The task –
Reproduce exactly, from the data that follows, the line with "use anyhow::Result;", the line with "for _ in 0..100", and every line that lies between them.

Records for the exercise –
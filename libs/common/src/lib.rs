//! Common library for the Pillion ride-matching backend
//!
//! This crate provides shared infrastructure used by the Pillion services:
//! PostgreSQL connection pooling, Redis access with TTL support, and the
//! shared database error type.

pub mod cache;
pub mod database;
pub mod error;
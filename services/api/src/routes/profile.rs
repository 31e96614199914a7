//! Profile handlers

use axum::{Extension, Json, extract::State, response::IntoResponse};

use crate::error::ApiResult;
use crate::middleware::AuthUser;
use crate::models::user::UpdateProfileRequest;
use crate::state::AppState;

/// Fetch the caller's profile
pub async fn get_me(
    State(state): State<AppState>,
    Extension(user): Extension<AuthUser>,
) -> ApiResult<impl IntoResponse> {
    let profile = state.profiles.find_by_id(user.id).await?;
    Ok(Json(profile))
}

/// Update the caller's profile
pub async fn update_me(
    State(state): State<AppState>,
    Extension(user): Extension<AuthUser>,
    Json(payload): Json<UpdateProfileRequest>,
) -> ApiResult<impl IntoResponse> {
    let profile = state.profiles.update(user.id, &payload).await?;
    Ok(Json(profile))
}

--

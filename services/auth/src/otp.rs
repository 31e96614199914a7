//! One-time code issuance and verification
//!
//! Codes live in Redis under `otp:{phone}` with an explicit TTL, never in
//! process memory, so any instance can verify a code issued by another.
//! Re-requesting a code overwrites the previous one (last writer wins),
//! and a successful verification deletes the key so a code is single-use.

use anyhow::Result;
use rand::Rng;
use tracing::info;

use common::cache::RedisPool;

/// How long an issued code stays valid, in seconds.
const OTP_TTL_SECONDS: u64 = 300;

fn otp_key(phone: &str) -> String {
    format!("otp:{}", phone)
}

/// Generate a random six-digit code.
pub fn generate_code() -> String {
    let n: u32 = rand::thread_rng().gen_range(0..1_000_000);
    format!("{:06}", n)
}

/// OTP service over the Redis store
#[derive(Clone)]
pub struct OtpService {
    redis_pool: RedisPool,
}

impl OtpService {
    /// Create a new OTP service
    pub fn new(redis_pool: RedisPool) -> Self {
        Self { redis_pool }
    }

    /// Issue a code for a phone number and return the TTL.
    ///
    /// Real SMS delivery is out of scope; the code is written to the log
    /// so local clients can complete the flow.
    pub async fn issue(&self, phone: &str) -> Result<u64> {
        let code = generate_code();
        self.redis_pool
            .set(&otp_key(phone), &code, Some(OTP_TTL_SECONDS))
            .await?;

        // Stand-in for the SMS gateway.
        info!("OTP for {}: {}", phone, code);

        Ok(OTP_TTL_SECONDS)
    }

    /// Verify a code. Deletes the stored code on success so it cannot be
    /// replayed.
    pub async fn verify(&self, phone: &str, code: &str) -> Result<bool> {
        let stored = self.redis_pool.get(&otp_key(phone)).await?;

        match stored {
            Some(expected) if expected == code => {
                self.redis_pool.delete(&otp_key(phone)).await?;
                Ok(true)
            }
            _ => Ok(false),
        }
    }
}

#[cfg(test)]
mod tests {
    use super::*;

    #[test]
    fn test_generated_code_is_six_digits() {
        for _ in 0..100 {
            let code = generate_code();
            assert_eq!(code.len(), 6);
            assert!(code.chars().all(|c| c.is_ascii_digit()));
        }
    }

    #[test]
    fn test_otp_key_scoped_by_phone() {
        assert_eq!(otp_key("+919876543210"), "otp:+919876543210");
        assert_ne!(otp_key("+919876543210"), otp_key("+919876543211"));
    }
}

Exercise output –
use anyhow::Result;
use rand::Rng;
use tracing::info;

use common::cache::RedisPool;

/// How long an issued code stays valid, in seconds.
const OTP_TTL_SECONDS: u64 = 300;

fn otp_key(phone: &str) -> String {
    format!("otp:{}", phone)
}

/// Generate a random six-digit code.
pub fn generate_code() -> String {
    let n: u32 = rand::thread_rng().gen_range(0..1_000_000);
    format!("{:06}", n)
}

/// OTP service over the Redis store
#[derive(Clone)]
pub struct OtpService {
    redis_pool: RedisPool,
}

impl OtpService {
    /// Create a new OTP service
    pub fn new(redis_pool: RedisPool) -> Self {
        Self { redis_pool }
    }

    /// Issue a code for a phone number and return the TTL.
    ///
    /// Real SMS delivery is out of scope; the code is written to the log
    /// so local clients can complete the flow.
    pub async fn issue(&self, phone: &str) -> Result<u64> {
        let code = generate_code();
        self.redis_pool
            .set(&otp_key(phone), &code, Some(OTP_TTL_SECONDS))
            .await?;

        // Stand-in for the SMS gateway.
        info!("OTP for {}: {}", phone, code);

        Ok(OTP_TTL_SECONDS)
    }

    /// Verify a code. Deletes the stored code on success so it cannot be
    /// replayed.
    pub async fn verify(&self, phone: &str, code: &str) -> Result<bool> {
        let stored = self.redis_pool.get(&otp_key(phone)).await?;

        match stored {
            Some(expected) if expected == code => {
                self.redis_pool.delete(&otp_key(phone)).await?;
                Ok(true)
            }
            _ => Ok(false),
        }
    }
}

#[cfg(test)]
mod tests {
    use super::*;

    #[test]
    fn test_generated_code_is_six_digits() {
        for _ in 0..100 {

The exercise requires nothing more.